Saturday, 5 January 2013

A terrible incident ...

The fourth annual edition of Austria, an Austrian universal calendar or almanac for the year 1843, contains a wealth of information for erudition and entertainment, including a short article on vampires by one J. P. Kaltenbaeck. The main part of this short article reproduces the text of a leaflet from 1725 entitled Entsetzliche Begebenheit, welche sich in dem Dorff Kisolova, ohnweit Belgrad in der Ober-Ungarn, von einigen Tagen zugetragen, published without a place of printing.

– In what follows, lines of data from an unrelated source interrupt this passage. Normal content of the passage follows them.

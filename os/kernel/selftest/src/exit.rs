use kernel_report::ExitStatus;

/// The value printed as `EXIT: STATUS=<n>`.
///
/// The low bit is always set so that a harness can tell a reported status
/// from a hypervisor that died without printing anything.
#[must_use]
pub const fn exit_status_word(status: ExitStatus) -> u32 {
    (status.code() << 1) | 1
}
//! # Bare-Metal Selftest
//!
//! The checks the selftest image runs once memory discovery is done. Each
//! check reports through a [`Report`](kernel_report::Report) and takes the
//! hardware it exercises as a parameter, so the expectations themselves run
//! on the host against software models.
//!
//! | Module        | Checks                                                      |
//! |---------------|-------------------------------------------------------------|
//! | [`fp`]        | BFP divide; `fidbra`/`fiebra`/`fixbra` rounding modes       |
//! | [`program`]   | operation and addressing exceptions reach the trap facility |
//! | [`arena`]     | allocations stay inside discovered storage                  |
//! | [`vector`]    | gathers, mask generation, replicate, extract, add           |
//! | [`facility`]  | the `stfle` facility list that gates the vector checks      |
//! | [`exit`]      | the `EXIT: STATUS=` encoding read by the host harness       |
//!
//! The instructions behind these checks live in `hw`, compiled for s390x only.

#![cfg_attr(not(any(test, doctest)), no_std)]
#![allow(unsafe_code)]

pub mod arena;
pub mod exit;
pub mod facility;
pub mod fp;
#[cfg(target_arch = "s390x")]
pub mod hw;
pub mod program;
pub mod vector;

pub use arena::check_arena;
pub use exit::exit_status_word;
pub use fp::{FloatingPoint, RoundingMode, check_fp_divide, check_rounding};
pub use facility::FacilityList;
pub use program::check_program_interrupt;
pub use vector::{Vector, VectorUnit, check_vector};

The text itself is not identical with, but overall very close to the version of Frombald's report from Kisiljevo reprinted in the Wienerisches Diarium on July 21 1725. As the Diarium was closely connected to the Viennese court, one would suppose that the report was first published in the Diarium and then made available as a flyer or leaflet, even though the title of the flyer claims that the incident happened only days before the printing.

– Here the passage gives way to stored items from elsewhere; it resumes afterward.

//! Binary floating point checks.
//!
//! The load-FP-integer instructions take their rounding method from the M3
//! field. Two methods are exercised: *round toward zero* and *round to
//! prepare for shorter precision*, which turns every inexact result into the
//! odd neighbour so that a later narrowing rounds correctly.

use core::fmt;
use kernel_report::Report;

/// Rounding methods selectable in the M3 field.
#[derive(Debug, Copy, Clone, PartialEq, Eq)]
#[repr(u8)]
pub enum RoundingMode {
    PrepareForShorterPrecision = 3,
    TowardZero = 5,
}

impl RoundingMode {
    #[inline]
    #[must_use]
    pub const fn m3(self) -> u8 {
        self as u8
    }

    #[must_use]
    pub const fn abbreviation(self) -> &'static str {
        match self {
            Self::PrepareForShorterPrecision => "RSP",
            Self::TowardZero => "RTZ",
        }
    }
}

/// The BFP operations under test.
pub trait FloatingPoint {
    /// `ddbr`
    fn divide(&mut self, dividend: f64, divisor: f64) -> f64;

    /// `fidbra`
    fn round_long(&mut self, mode: RoundingMode, value: f64) -> f64;

    /// `fiebra`
    fn round_short(&mut self, mode: RoundingMode, value: f32) -> f32;

    /// `fixbra` applied to `value` widened to extended precision, then
    /// narrowed back to long.
    fn round_extended(&mut self, mode: RoundingMode, value: f64) -> f64;
}

#[derive(Debug, Copy, Clone)]
struct RoundingCase {
    mode: RoundingMode,
    value: f64,
    expected: f64,
}

const fn case(mode: RoundingMode, value: f64, expected: f64) -> RoundingCase {
    RoundingCase {
        mode,
        value,
        expected,
    }
}

// Every value is exactly representable in short precision.
const ROUNDING_CASES: [RoundingCase; 7] = [
    case(RoundingMode::TowardZero, 0.5, 0.0),
    case(RoundingMode::PrepareForShorterPrecision, 0.5, 1.0),
    case(RoundingMode::PrepareForShorterPrecision, -0.5, -1.0),
    case(RoundingMode::PrepareForShorterPrecision, 9.5, 9.0),
    case(RoundingMode::PrepareForShorterPrecision, -9.5, -9.0),
    case(RoundingMode::PrepareForShorterPrecision, 2.5, 3.0),
    case(RoundingMode::PrepareForShorterPrecision, -2.5, -3.0),
];

struct RoundingName {
    insn: &'static str,
    case: RoundingCase,
}

impl fmt::Display for RoundingName {
    fn fmt(&self, f: &mut fmt::Formatter<'_>) -> fmt::Result {
        write!(
            f,
            "{}({}) == {} with {}",
            self.insn,
            self.case.value,
            self.case.expected,
            self.case.mode.abbreviation()
        )
    }
}

/// `3.0 / 2.0 == 1.5`
#[allow(clippy::float_cmp)]
pub fn check_fp_divide<F>(report: &mut Report, fpu: &mut F) -> bool
where
    F: FloatingPoint + ?Sized,
{
    let quotient = fpu.divide(3.0, 2.0);
    report.report("3.0/2.0 == 1.5", quotient == 1.5)
}

/// Run the rounding table against `fidbra`, `fiebra` and `fixbra`.
///
/// Returns whether every case passed.
#[allow(clippy::float_cmp, clippy::cast_possible_truncation)]
pub fn check_rounding<F>(report: &mut Report, fpu: &mut F) -> bool
where
    F: FloatingPoint + ?Sized,
{
    let mut all = true;
    for case in ROUNDING_CASES {
        let got = fpu.round_long(case.mode, case.value);
        all &= report.report(RoundingName { insn: "fidbra", case }, got == case.expected);
    }
    for case in ROUNDING_CASES {
        let got = fpu.round_short(case.mode, case.value as f32);
        let pass = got == case.expected as f32;
        all &= report.report(RoundingName { insn: "fiebra", case }, pass);
    }
    for case in ROUNDING_CASES {
        let got = fpu.round_extended(case.mode, case.value);
        all &= report.report(RoundingName { insn: "fixbra", case }, got == case.expected);
    }
    all
}

#[cfg(test)]
mod tests {
    use super::*;

    /// Software model of the instructions.
    struct Model;

    #[allow(clippy::float_cmp)]
    fn round(mode: RoundingMode, value: f64) -> f64 {
        let truncated = value.trunc();
        match mode {
            RoundingMode::TowardZero => truncated,
            RoundingMode::PrepareForShorterPrecision if truncated == value => value,
            RoundingMode::PrepareForShorterPrecision => {
                if truncated % 2.0 == 0.0 {
                    truncated + value.signum()
                } else {
                    truncated
                }
            }
        }
    }

    #[allow(clippy::cast_possible_truncation)]
    impl FloatingPoint for Model {
        fn divide(&mut self, dividend: f64, divisor: f64) -> f64 {
            dividend / divisor
        }

        fn round_long(&mut self, mode: RoundingMode, value: f64) -> f64 {
            round(mode, value)
        }

        fn round_short(&mut self, mode: RoundingMode, value: f32) -> f32 {
            round(mode, f64::from(value)) as f32
        }

        fn round_extended(&mut self, mode: RoundingMode, value: f64) -> f64 {
            round(mode, value)
        }
    }

    /// Rounds half away from zero, which disagrees with RSP on 9.5.
    struct NearestAway;

    impl FloatingPoint for NearestAway {
        fn divide(&mut self, dividend: f64, divisor: f64) -> f64 {
            dividend / divisor
        }

        fn round_long(&mut self, _mode: RoundingMode, value: f64) -> f64 {
            value.round()
        }

        fn round_short(&mut self, _mode: RoundingMode, value: f32) -> f32 {
            value.round()
        }

        fn round_extended(&mut self, _mode: RoundingMode, value: f64) -> f64 {
            value.round()
        }
    }

    #[test]
    fn modifier_values() {
        assert_eq!(RoundingMode::TowardZero.m3(), 5);
        assert_eq!(RoundingMode::PrepareForShorterPrecision.m3(), 3);
    }

    #[test]
    fn model_passes_every_case() {
        let mut report = Report::new();
        assert!(check_fp_divide(&mut report, &mut Model));
        assert!(check_rounding(&mut report, &mut Model));
        assert_eq!(report.tests(), 1 + 3 * 7);
        assert_eq!(report.failures(), 0);
    }

    #[test]
    fn round_half_away_fails_rsp_cases() {
        let mut report = Report::new();
        assert!(!check_rounding(&mut report, &mut NearestAway));
        // RTZ 0.5 and RSP ±9.5 disagree for each instruction.
        assert_eq!(report.failures(), 3 * 3);
    }

    #[test]
    fn case_names() {
        let name = RoundingName {
            insn: "fidbra",
            case: ROUNDING_CASES[4],
        };
        assert_eq!(name.to_string(), "fidbra(-9.5) == -9 with RSP");
        let name = RoundingName {
            insn: "fiebra",
            case: ROUNDING_CASES[0],
        };
        assert_eq!(name.to_string(), "fiebra(0.5) == 0 with RTZ");
    }
}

Copies of such flyers are usually pretty scarce, as Kaltenbaech himself also notes: 'Der folgende Bericht ist einem fliegenden Blatte entnommen, das wohl jetzt zu den Seltenheiten gehören dürfte.' Personally, I cannot recall seeing any more recent writer dealing it with more than its title - until I was recently contacted by a reader of this blog, who kindly told me of an item that a Scottish dealer of antiquarian books had for sale a couple of years ago:

Kayserl Provisor in Gradicker District.: Entsetzliche Begebenheit, welche sich in dem Dorff Kisolova ohnweit Belgard in Ober-Ungarn vor einigen Tagen zugertragen. 1725. n.p., n.d. single sheet folded , pp.4, 20 x 16 cms., Gothic type , sl. worn at edges and with a few small marginal tears not affecting text, light age staining. Not noted in Caillet and not traced in any major search engine. Concerns the celebrated case of Peter Plogojowitz, an alleged vampire. See Paul Barber : Vampires, Burial, and Death. pp.5-9

And the price? £350.

I contacted the dealer who informed me that it had been bought by another dealer, and he was unable to tell me anything about its whereabouts. So either that other dealer has sold it on, probably at a price substantially higher than £350, or it awaits a buyer somewhere willing to part with a nice sum.


Apart from the leaflet, Frombald's report appears to have attracted only limited interest. It was reprinted in  the so-called Breslauische Sammlungen under the title 'Abentheuerliche Begebenheit mit einem vermeyntlich wieder gekommenen Todten' where it is noted that it is taken from the public gazettes in Holstein: 'in den öffentlichen Holsteinischen Gazetten', but no one seems to have identified these periodicals or perhaps flyers. Apart from discussing the substance of the report itself, Michael Ranft's De masticatione mortuorum in tumulis is dealt with. Ranft himself was himself inspired by the report from Kisiljevo to write his dissertation, as he read of it in a Leipzig journal, cf. e.g. Aribert Schroeder's Vampirismus from 1973.